It is leaf season in Portland! After hanging around on trees all summer, tons of photosynthesizing bits are giving up the ghost and decorating our neighborhood.
We are now at that magical, all-to-short period between green leaves on the trees and slimy, slippery leaf mulch in the gutters. It makes me so happy that I dash about like a squirrel, taking pictures of the lovely, pre-mulch mosaic.
The city of Portland has major infrastructure dedicated to collecting these masses, and most (but not all) of our neighbors are very good about clearing them away. We appreciate this, even as we watch the color drive away, because wet leaves can really trip you up. No one wants to start winter off with a busted hip.
The Fall brings so many changes. Green leaves become brown and yellow. Brown branches, now blooming with moss, become green. Colorful flowers die back and are replaced by Christmas lights.
Transitions are sweet, kissing one season goodbye and welcoming another. Happy Fall.
Maybe it’s because our summer has been so hot and dry, but Fall is falling hard here in Portland. Leaves are falling in piles earlier than usual. The change from heatwave to rainfall seems more abrupt.
In our lovely, funky Sunnyside neighborhood, the lush flowers of summer are dying back, waiting to be trimmed into their winter rest.
Plum, apple, and fig trees are all over the neighborhood, planted decades ago by resourceful homeowners. Some folks gather them up and share them, which is really nice. One house on Taylor Street even provides little boxes to take them home!
Other folks seem overwhelmed by the abundance and the fruit just falls and rots, smelling like a brewery. Not terrible, but a terrible waste.
Piles of leaves are everywhere. They make for a seasonal carpet and art materials, as well as pulling nutrients back in the soil. But I know once it rains, we will have ‘leaf slime’ in every gutter.
So it is when summer ends. There is a melancholy, especially when it feels like Covid has cheated us of another summer’s concerts, plays, and festivals. But I am ready for Fall. The inside time and contemplation, and the creativity that come with it, are okay by me.
Fall is the time for endings and beginnings. The trees teach us that, and here in our neighborhood I have lots of teachers!
It’s Conker season!
The huge oaks and chestnut trees are shedding their leaves, which have danced all summer long.
Sweet chestnuts and acorns
They are casting their collective futures to the wind as seeds come clonking to the ground.
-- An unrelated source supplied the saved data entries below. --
// File: src/rules.rs
//! Shortcut rules: a chosen (style, type) pair bound to one of five slots so
//! it can be reapplied to new text without going through the funnel.

use std::collections::BTreeMap;
use std::fmt;

use serde::{Deserialize, Serialize};
use tracing::info;

use crate::core::generator::CandidateGenerator;
use crate::core::style::NamingStyle;
use crate::core::taxonomy::VariableType;
use crate::core::types::{NamingOption, Selection};
use crate::errors::{NamingError, Result};

pub const SLOT_COUNT: u8 = 5;

/// A shortcut slot number, 1 through 5.
#[derive(Debug, Clone, Copy, PartialEq, Eq, PartialOrd, Ord, Hash, Serialize, Deserialize)]
#[serde(try_from = "u8", into = "u8")]
pub struct SlotId(u8);

impl SlotId {
    pub fn new(slot: u8) -> Result<Self> {
        if (1..=SLOT_COUNT).contains(&slot) {
            Ok(Self(slot))
        } else {
            Err(NamingError::InvalidSlot(slot))
        }
    }

    pub fn get(self) -> u8 {
        self.0
    }

    pub fn all() -> impl Iterator<Item = SlotId> {
        (1..=SLOT_COUNT).map(SlotId)
    }
}

impl TryFrom<u8> for SlotId {
    type Error = NamingError;

    fn try_from(slot: u8) -> Result<Self> {
        SlotId::new(slot)
    }
}

impl From<SlotId> for u8 {
    fn from(slot: SlotId) -> u8 {
        slot.0
    }
}

impl fmt::Display for SlotId {
    fn fmt(&self, f: &mut fmt::Formatter<'_>) -> fmt::Result {
        write!(f, "{}", self.0)
    }
}

#[derive(Debug, Clone, PartialEq, Eq, Serialize, Deserialize)]
pub struct ShortcutRule {
    pub slot: SlotId,
    pub name: String,
    pub style: NamingStyle,
    #[serde(rename = "type")]
    pub var_type: VariableType,
    pub description: String,
}

impl ShortcutRule {
    pub fn new(slot: SlotId, style: NamingStyle, var_type: VariableType) -> Self {
        let desc = var_type.descriptor();
        Self {
            slot,
            name: format!("{} - {}", desc.name, style.display_name()),
            style,
            var_type,
            description: format!("{} ({})", desc.description, style.example()),
        }
    }

    /// Captures the (style, type) pair behind a selected option.
    pub fn from_option(slot: SlotId, option: &NamingOption) -> Self {
        Self {
            slot,
            name: option.label.clone(),
            style: option.style,
            var_type: option.var_type,
            description: option.description.clone(),
        }
    }

    /// Renders `text` with this rule's style and type.
    pub fn apply(&self, generator: &CandidateGenerator, text: &str) -> Result<String> {
        let words = generator.words(text)?;
        Ok(generator.naming(&words, self.style, self.var_type))
    }
}

/// The slot → rule mapping. Slots without a rule are simply absent.
#[derive(Debug, Clone, Default, PartialEq, Eq, Serialize, Deserialize)]
#[serde(transparent)]
pub struct ShortcutRules {
    rules: BTreeMap<SlotId, ShortcutRule>,
}

impl ShortcutRules {
    /// Slots 1-5 bound to camelCase, PascalCase, snake_case, _snake_case and
    /// CONSTANT_CASE plain variables.
    pub fn quick_styles() -> Self {
        let styles = [
            NamingStyle::Camel,
            NamingStyle::Pascal,
            NamingStyle::Snake,
            NamingStyle::LeadingSnake,
            NamingStyle::Constant,
        ];
        let mut rules = Self::default();
        for (slot, style) in SlotId::all().zip(styles) {
            rules.assign(ShortcutRule::new(slot, style, VariableType::Normal));
        }
        rules
    }

    pub fn get(&self, slot: SlotId) -> Option<&ShortcutRule> {
        self.rules.get(&slot)
    }

    /// Stores `rule` in its slot, replacing whatever was there.
    pub fn assign(&mut self, rule: ShortcutRule) -> Option<ShortcutRule> {
        self.rules.insert(rule.slot, rule)
    }

    /// Copies every bound slot of `other` over this set.
    pub fn overlay(&mut self, other: &ShortcutRules) {
        for rule in other.rules.values() {
            self.assign(rule.clone());
        }
    }

    pub fn clear(&mut self, slot: SlotId) -> Option<ShortcutRule> {
        self.rules.remove(&slot)
    }

    /// All five slots in order, bound or not.
    pub fn slots(&self) -> impl Iterator<Item = (SlotId, Option<&ShortcutRule>)> + '_ {
        SlotId::all().map(move |slot| (slot, self.rules.get(&slot)))
    }

    pub fn len(&self) -> usize {
        self.rules.len()
    }

    pub fn is_empty(&self) -> bool {
        self.rules.is_empty()
    }
}

/// Where shortcut rules live between sessions.
pub trait RuleStore {
    fn read(&self) -> Result<ShortcutRules>;
    fn write(&mut self, rule: ShortcutRule) -> Result<()>;
}

/// A store that forgets everything on drop.
#[derive(Debug, Default)]
pub struct MemoryRuleStore {
    rules: ShortcutRules,
}

impl MemoryRuleStore {
    pub fn new(rules: ShortcutRules) -> Self {
        Self { rules }
    }
}

impl RuleStore for MemoryRuleStore {
    fn read(&self) -> Result<ShortcutRules> {
        Ok(self.rules.clone())
    }

    fn write(&mut self, rule: ShortcutRule) -> Result<()> {
        self.rules.assign(rule);
        Ok(())
    }
}

/// Turns a completed selection into a rule and writes it to `slot`.
pub fn persist_selection(
    store: &mut dyn RuleStore,
    slot: SlotId,
    selection: &Selection,
) -> Result<ShortcutRule> {
    let rule = ShortcutRule::from_option(slot, &selection.option);
    store.write(rule.clone())?;
    info!("Bound slot {} to {} / {}", slot, rule.style, rule.var_type);
    Ok(rule)
}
Acorns, chestnuts, fir cones, and tiny maple helicopters fall and fly and eventually pile up, hoping to find just the right place to take root.
Golden Rain tree with its maraca-seed pods
I think it is fitting that our human institutions are tied to this idea of endings and beginnings. Summer ends, school starts. Elections allow for new directions for our city and country.
So much is going on here in Portland! The rains have started for sure, with two and a half inches just this past weekend. As the leaves fall in Laurelhurst Park, what was the darkest part of the park is becoming the lightest, with a thin veil of yellow leaves creating a wonderful light.
The weather is getting colder, hovering about 48 degrees at night and 55 degrees during the day. All this means adjustments have to be made.
Vacuuming the Lone Fir Cemetery
Newly Light Forest
The city is keeping up with the leaves by using giant, ride-on lawn vacuums to clean the paths in our Laurelhurst Park, because all the leaves get slippery and really dangerous to walk on when they start to rot. This picture shows the difference between a clean path, and a not-clean path.
Yes, there is a path there!
There is also a truck that drives through Lone Fir Cemetery and blows the leaves and chestnuts off the paths, and ride-on mowers that mow the grass and vacuum up the leaves off the graves.
At our house, we are getting ready for colder weather, too. We found some big saucers to put our potted geraniums on inside, because the freezing weather that is coming will be too cold for them to stay on the back stairs. These are Great Grandma Billie’s geraniums, and I love them very much and want to protect them. We have also put matches, candles and flashlights on the counters, just in case we have a blackout from trees falling on power lines.
Happy ferns
Plants and animals are adjusting, too. The old Labrador down the street is spending less time on her porch, ferns are growing out of the bark on almost every tree, and moss is blooming on stone walls, sidewalk cracks, and tiny libraries. Mushrooms are springing up at the bases of trees.
Mushrooms!
Oh, and remember the linden trees? They smelled so pretty and gave us shade? Well now, they are making berries for the birds. The petals, instead of falling off, have become thick and waxy, with beautiful blue berries in the center. Amazing!
Linden Berries
All these changes are fun to watch, because I don’t know what’s coming next! But I will tell you about it, whatever it may be.